280872 The Use of Microchannel Electrophoresis to Detect Early Stages of Amyloid-Beta Aggregation

Tuesday, October 30, 2012: 10:00 AM
Fayette (Westin )
Elizabeth Pryor, Chemical Engineering, University of Arkansas, Fayetteville, AR, Christa N. Hestekin, Ralph E. Martin Department of Chemical Engineering, University of Arkansas, Fayetteville, AR and Melissa Moss, Chemical Engineering, University of South Carolina, Columbia, SC

Amyloid proteins are involved in a variety of diseases including Alzheimer’s disease, Parkinson’s disease, and diabetes.

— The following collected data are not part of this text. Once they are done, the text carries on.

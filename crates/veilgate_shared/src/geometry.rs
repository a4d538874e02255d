use glam::{Mat3, Mat4, Quat, Vec2, Vec3, Vec4};

const PARALLEL_EPSILON: f32 = 1.0e-6;

/// Plane stored as `dot(normal, p) + distance = 0`. Points on the normal's side
/// have a positive signed distance.
#[derive(Debug, Copy, Clone, PartialEq)]
pub struct Plane {
    pub normal: Vec3,
    pub distance: f32,
}

impl Plane {
    pub fn new(normal: Vec3, distance: f32) -> Self {
        Self { normal, distance }
    }

    pub fn from_normal_and_point(normal: Vec3, point: Vec3) -> Self {
        let normal = safe_normalize(normal, Vec3::Z);
        Self {
            normal,
            distance: -normal.dot(point),
        }
    }

    /// Plane from a homogeneous `(a, b, c, d)` vector, normalizing the xyz part.
    pub fn from_vec4(v: Vec4) -> Option<Self> {
        let len = v.truncate().length();
        if len <= 0.0001 {
            return None;
        }
        Some(Self {
            normal: v.truncate() / len,
            distance: v.w / len,
        })
    }

    pub fn signed_distance(&self, point: Vec3) -> f32 {
        self.normal.dot(point) + self.distance
    }

    pub fn closest_point(&self, point: Vec3) -> Vec3 {
        point - self.normal * self.signed_distance(point)
    }

    /// Distance along the normalized ray direction to the hit point. Rays running
    /// parallel to the plane, or pointing away from it, miss.
    pub fn raycast(&self, ray: &Ray) -> Option<f32> {
        let direction = ray.direction.normalize_or_zero();
        let denom = direction.dot(self.normal);
        if denom.abs() < PARALLEL_EPSILON {
            return None;
        }
        let enter = -(ray.origin.dot(self.normal) + self.distance) / denom;
        (enter > 0.0).then_some(enter)
    }

    /// Moves the plane so that the test region grows by `offset` along `direction`.
    pub fn translate(&mut self, direction: Vec3, offset: f32) {
        self.distance += self.normal.dot(direction) * offset;
    }

    pub fn as_vec4(&self) -> Vec4 {
        self.normal.extend(self.distance)
    }
}

#[derive(Debug, Copy, Clone)]
pub struct Ray {
    pub origin: Vec3,
    pub direction: Vec3,
}

impl Ray {
    pub fn new(origin: Vec3, direction: Vec3) -> Self {
        Self { origin, direction }
    }

    pub fn at(&self, distance: f32) -> Vec3 {
        self.origin + self.direction.normalize_or_zero() * distance
    }
}

/// Axis-aligned rectangle in a plane's local 2D coordinates.
#[derive(Debug, Copy, Clone, PartialEq)]
pub struct Rect2 {
    pub min: Vec2,
    pub max: Vec2,
}

impl Rect2 {
    pub fn from_points(points: impl IntoIterator<Item = Vec2>) -> Self {
        let mut min = Vec2::splat(f32::MAX);
        let mut max = Vec2::splat(f32::MIN);
        for point in points {
            min = min.min(point);
            max = max.max(point);
        }
        Self { min, max }
    }

    pub fn overlaps(&self, other: &Rect2) -> bool {
        other.max.x > self.min.x
            && other.min.x < self.max.x
            && other.max.y > self.min.y
            && other.min.y < self.max.y
    }

    /// Shared area of two rects. Touching edges do not count as overlap.
    pub fn intersection(&self, other: &Rect2) -> Option<Rect2> {
        if !self.overlaps(other) {
            return None;
        }
        Some(Rect2 {
            min: self.min.max(other.min),
            max: self.max.min(other.max),
        })
    }

    pub fn size(&self) -> Vec2 {
        (self.max - self.min).max(Vec2::ZERO)
    }
}

pub fn safe_normalize(v: Vec3, fallback: Vec3) -> Vec3 {
    let n = v.normalize_or_zero();
    if n.length_squared() > 0.0 {
        n
    } else {
        fallback
    }
}

pub fn rotate_around_pivot(point: Vec3, pivot: Vec3, rotation: Quat) -> Vec3 {
    pivot + rotation * (point - pivot)
}

/// Casts a ray from `origin` through `target` onto `plane`.
pub fn project_onto_plane(origin: Vec3, target: Vec3, plane: &Plane) -> Option<Vec3> {
    let ray = Ray::new(origin, target - origin);
    plane.raycast(&ray).map(|enter| ray.at(enter))
}

/// Rewrites the third row of a GL-style perspective projection so that its near
/// plane coincides with `clip_plane` (camera space, visible side positive).
pub fn make_oblique(projection: &mut Mat4, clip_plane: Vec4) {
    let q = projection.inverse()
        * Vec4::new(clip_plane.x.signum(), clip_plane.y.signum(), 1.0, 1.0);
    let denom = clip_plane.dot(q);
    if denom.abs() < 1e-5 {
        return;
    }

    let c = clip_plane * (2.0 / denom);
    let mut m = projection.to_cols_array_2d();
    m[0][2] = c.x - m[0][3];
    m[1][2] = c.y - m[1][3];
    m[2][2] = c.z - m[2][3];
    m[3][2] = c.w - m[3][3];
    *projection = Mat4::from_cols_array_2d(&m);
}

/// World-space plane expressed in the camera space of `world_to_camera`.
pub fn camera_space_plane(world_to_camera: Mat4, plane: Vec4) -> Vec4 {
    world_to_camera.inverse().transpose() * plane
}

/// GL-convention frustum (clip depth -1..1, camera looking down -Z).
pub fn frustum_projection(left: f32, right: f32, bottom: f32, top: f32, near: f32, far: f32) -> Mat4 {
    Mat4::from_cols(
        Vec4::new(2.0 * near / (right - left), 0.0, 0.0, 0.0),
        Vec4::new(0.0, 2.0 * near / (top - bottom), 0.0, 0.0),
        Vec4::new(
            (right + left) / (right - left),
            (top + bottom) / (top - bottom),
            (far + near) / (near - far),
            -1.0,
        ),
        Vec4::new(0.0, 0.0, 2.0 * far * near / (near - far), 0.0),
    )
}

/// Replaces the depth terms of a GL perspective projection, keeping its field of view.
pub fn with_near_far(mut projection: Mat4, near: f32, far: f32) -> Mat4 {
    projection.z_axis.z = (far + near) / (near - far);
    projection.w_axis.z = 2.0 * far * near / (near - far);
    projection
}

/// Asymmetric view-projection whose frustum passes exactly through the
/// rectangle `pa` (bottom-left), `pb` (bottom-right), `pc` (top-left) as seen
/// from `eye`. The near plane is the rectangle's plane.
///
/// When the eye sits behind the rectangle the up axis is mirrored so the
/// frustum does not come out inverted. Returns `None` when the eye is in the
/// rectangle's plane.
pub fn off_axis_projection(
    far: f32,
    mut pa: Vec3,
    mut pb: Vec3,
    mut pc: Vec3,
    eye: Vec3,
) -> Option<Mat4> {
    let vr = pb - pa;
    let mut vu = pc - pa;
    let mut va = pa - eye;
    let mut vb = pb - eye;
    let mut vc = pc - eye;

    if va.cross(vc).dot(vb) < 0.0 {
        vu = -vu;
        pa = pc;
        pb = pa + vr;
        pc = pa + vu;
        va = pa - eye;
        vb = pb - eye;
        vc = pc - eye;
    }

    let vr = vr.normalize_or_zero();
    let vu = vu.normalize_or_zero();
    let vn = vr.cross(vu).normalize_or_zero();
    if vn == Vec3::ZERO {
        return None;
    }

    let d = -va.dot(vn);
    if d.abs() < PARALLEL_EPSILON || !d.is_finite() {
        return None;
    }
    let near = d;

    let l = vr.dot(va);
    let r = vr.dot(vb);
    let b = vu.dot(va);
    let t = vu.dot(vc);
    if (r - l).abs() < PARALLEL_EPSILON || (t - b).abs() < PARALLEL_EPSILON {
        return None;
    }

    let projection = frustum_projection(l, r, b, t, near, far);
    let rotation = Mat4::from_mat3(Mat3::from_cols(vr, vu, vn).transpose());
    let translation = Mat4::from_translation(-eye);
    Some(projection * rotation * translation)
}

/// Closest point on a rectangle given as `[bottom_left, bottom_right, top_left, top_right]`.
pub fn closest_point_on_rectangle(points: &[Vec3; 4], query: Vec3) -> Vec3 {
    let a = points[0];
    let b = points[1];
    let c = points[3];
    let d = points[2];

    let ab = b - a;
    let ad = d - a;
    let normal = ab.cross(ad).normalize_or_zero();
    let on_plane = query - normal * (query - a).dot(normal);

    let ap = on_plane - a;
    let along_ab = ab.dot(ap);
    let along_ad = ad.dot(ap);
    if along_ab >= 0.0 && along_ab <= ab.dot(ab) && along_ad >= 0.0 && along_ad <= ad.dot(ad) {
        return on_plane;
    }

    let edges = [a, b, c, d];
    let mut closest = a;
    let mut closest_distance = f32::MAX;
    for i in 0..4 {
        let candidate = closest_point_on_segment(edges[i], edges[(i + 1) % 4], query);
        let distance = candidate.distance_squared(query);
        if distance < closest_distance {
            closest_distance = distance;
            closest = candidate;
        }
    }
    closest
}

pub fn closest_point_on_segment(start: Vec3, end: Vec3, query: Vec3) -> Vec3 {
    let segment = end - start;
    let length_sq = segment.length_squared();
    if length_sq <= f32::EPSILON {
        return start;
    }
    let t = ((query - start).dot(segment) / length_sq).clamp(0.0, 1.0);
    start + segment * t
}

#[cfg(test)]
mod tests {
    use glam::{Mat4, Vec3, Vec4};

    use super::{
        closest_point_on_rectangle, make_oblique, off_axis_projection, project_onto_plane,
        with_near_far, Plane, Ray, Rect2,
    };

    fn assert_mat_near(a: Mat4, b: Mat4, eps: f32) {
        let a = a.to_cols_array();
        let b = b.to_cols_array();
        for (x, y) in a.iter().zip(b.iter()) {
            assert!((x - y).abs() <= eps, "{a:?} != {b:?}");
        }
    }

    fn assert_vec_near(a: Vec3, b: Vec3) {
        assert!(a.distance(b) < 1.0e-4, "{a} != {b}");
    }

    #[test]
    fn plane_raycast_hits_only_in_front_of_origin() {
        let plane = Plane::from_normal_and_point(Vec3::Z, Vec3::new(0.0, 0.0, 2.0));
        let hit = plane.raycast(&Ray::new(Vec3::ZERO, Vec3::new(0.0, 0.0, 4.0)));
        assert_eq!(hit, Some(2.0));

        assert!(plane.raycast(&Ray::new(Vec3::ZERO, Vec3::NEG_Z)).is_none());
        assert!(plane.raycast(&Ray::new(Vec3::ZERO, Vec3::X)).is_none());
    }

    #[test]
    fn projection_onto_plane_fails_when_looking_away() {
        let plane = Plane::from_normal_and_point(Vec3::Y, Vec3::ZERO);
        let hit = project_onto_plane(Vec3::new(0.0, 2.0, 0.0), Vec3::new(1.0, 1.0, 0.0), &plane);
        assert_vec_near(hit.unwrap_or(Vec3::NAN), Vec3::new(2.0, 0.0, 0.0));

        let miss = project_onto_plane(Vec3::new(0.0, 2.0, 0.0), Vec3::new(0.0, 3.0, 0.0), &plane);
        assert!(miss.is_none());
    }

    #[test]
    fn oblique_patch_with_existing_near_plane_is_identity() {
        let near = 0.3;
        let projection = Mat4::perspective_rh_gl(70.0_f32.to_radians(), 1.6, near, 500.0);
        let mut patched = projection;
        make_oblique(&mut patched, Vec4::new(0.0, 0.0, -1.0, -near));
        assert_mat_near(patched, projection, 1.0e-4);
    }

    #[test]
    fn oblique_patch_moves_near_plane_onto_clip_plane() {
        let projection = Mat4::perspective_rh_gl(60.0_f32.to_radians(), 1.0, 0.1, 100.0);
        let mut patched = projection;
        // Everything closer than 5 units is clipped.
        make_oblique(&mut patched, Vec4::new(0.0, 0.0, -1.0, -5.0));
        let on_plane = patched * Vec4::new(0.0, 0.0, -5.0, 1.0);
        assert!((on_plane.z / on_plane.w + 1.0).abs() < 1.0e-3);
    }

    #[test]
    fn near_far_rewrite_matches_fresh_projection() {
        let fov = 80.0_f32.to_radians();
        let rewritten = with_near_far(Mat4::perspective_rh_gl(fov, 1.2, 0.1, 10.0), 0.5, 300.0);
        assert_mat_near(rewritten, Mat4::perspective_rh_gl(fov, 1.2, 0.5, 300.0), 1.0e-4);
    }

    #[test]
    fn off_axis_front_and_back_views_are_mirrored() {
        let pa = Vec3::new(-1.0, -1.0, 0.0);
        let pb = Vec3::new(1.0, -1.0, 0.0);
        let pc = Vec3::new(-1.0, 1.0, 0.0);

        let front = off_axis_projection(100.0, pa, pb, pc, Vec3::new(0.0, 0.0, 5.0))
            .unwrap_or(Mat4::ZERO);
        let corner = front.project_point3(Vec3::new(1.0, 1.0, 0.0));
        assert_vec_near(corner, Vec3::new(1.0, 1.0, -1.0));

        let back = off_axis_projection(100.0, pa, pb, pc, Vec3::new(0.0, 0.0, -5.0))
            .unwrap_or(Mat4::ZERO);
        let corner = back.project_point3(Vec3::new(1.0, 1.0, 0.0));
        // Seen from behind the top edge maps to the bottom of clip space, depth stays on near.
        assert!((corner.x - 1.0).abs() < 1.0e-4);
        assert!((corner.y + 1.0).abs() < 1.0e-4);
        assert!((corner.z + 1.0).abs() < 1.0e-4);
    }

    #[test]
    fn off_axis_is_none_when_edge_on() {
        let pa = Vec3::new(-1.0, -1.0, 0.0);
        let pb = Vec3::new(1.0, -1.0, 0.0);
        let pc = Vec3::new(-1.0, 1.0, 0.0);
        assert!(off_axis_projection(100.0, pa, pb, pc, Vec3::new(4.0, 0.0, 0.0)).is_none());
    }

    #[test]
    fn closest_point_inside_rectangle_is_plane_projection() {
        let rect = [
            Vec3::new(-1.0, -1.0, 0.0),
            Vec3::new(1.0, -1.0, 0.0),
            Vec3::new(-1.0, 1.0, 0.0),
            Vec3::new(1.0, 1.0, 0.0),
        ];
        assert_vec_near(
            closest_point_on_rectangle(&rect, Vec3::new(0.25, -0.5, 3.0)),
            Vec3::new(0.25, -0.5, 0.0),
        );
    }

    #[test]
    fn closest_point_outside_rectangle_lands_on_nearest_edge() {
        let rotation = glam::Quat::from_rotation_y(0.7);
        let rect = [
            rotation * Vec3::new(-1.0, -1.0, 0.0),
            rotation * Vec3::new(1.0, -1.0, 0.0),
            rotation * Vec3::new(-1.0, 1.0, 0.0),
            rotation * Vec3::new(1.0, 1.0, 0.0),
        ];
        let query = rotation * Vec3::new(3.0, 0.5, 2.0);
        assert_vec_near(
            closest_point_on_rectangle(&rect, query),
            rotation * Vec3::new(1.0, 0.5, 0.0),
        );

        let corner_query = rotation * Vec3::new(4.0, 5.0, -1.0);
        assert_vec_near(
            closest_point_on_rectangle(&rect, corner_query),
            rotation * Vec3::new(1.0, 1.0, 0.0),
        );
    }

    #[test]
    fn rect_intersection_requires_strict_overlap() {
        let a = Rect2::from_points([glam::Vec2::new(0.0, 0.0), glam::Vec2::new(2.0, 2.0)]);
        let b = Rect2::from_points([glam::Vec2::new(1.0, 1.0), glam::Vec2::new(3.0, 4.0)]);
        let c = Rect2::from_points([glam::Vec2::new(2.0, 0.0), glam::Vec2::new(3.0, 1.0)]);

        let shared = a.intersection(&b);
        assert_eq!(
            shared,
            Some(Rect2 {
                min: glam::Vec2::new(1.0, 1.0),
                max: glam::Vec2::new(2.0, 2.0),
            })
        );
        assert!(a.intersection(&c).is_none());
    }
}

A number of technical challenges exist for the quantitative analysis of the different sizes of amyloid proteins which are present during the early stages of aggregation, therefore requiring new technologies to be developed for enhanced protein separations. Microchannel electrophoretic techniques have emerged as powerful tools for the quantitative analysis of proteins. Previously, we investigated the ability of capillary electrophoresis (CE) to monitor insulin oligomerization and aggregation over time. In this study, we investigated the ability of CE to monitor the early stages of amyloid aggregation using Amyloid-Beta as a model amyloid-forming protein. The sizes of Amyloid-Beta aggregates produced using size exclusion chromatography-purified Amyloid-Beta monomer as the starting material are compared to the sizes produced using a more traditional Amyloid-Beta sample preparation. Furthermore, the utility of microchip electrophoresis to detect Beta-sheet possessing species is investigated.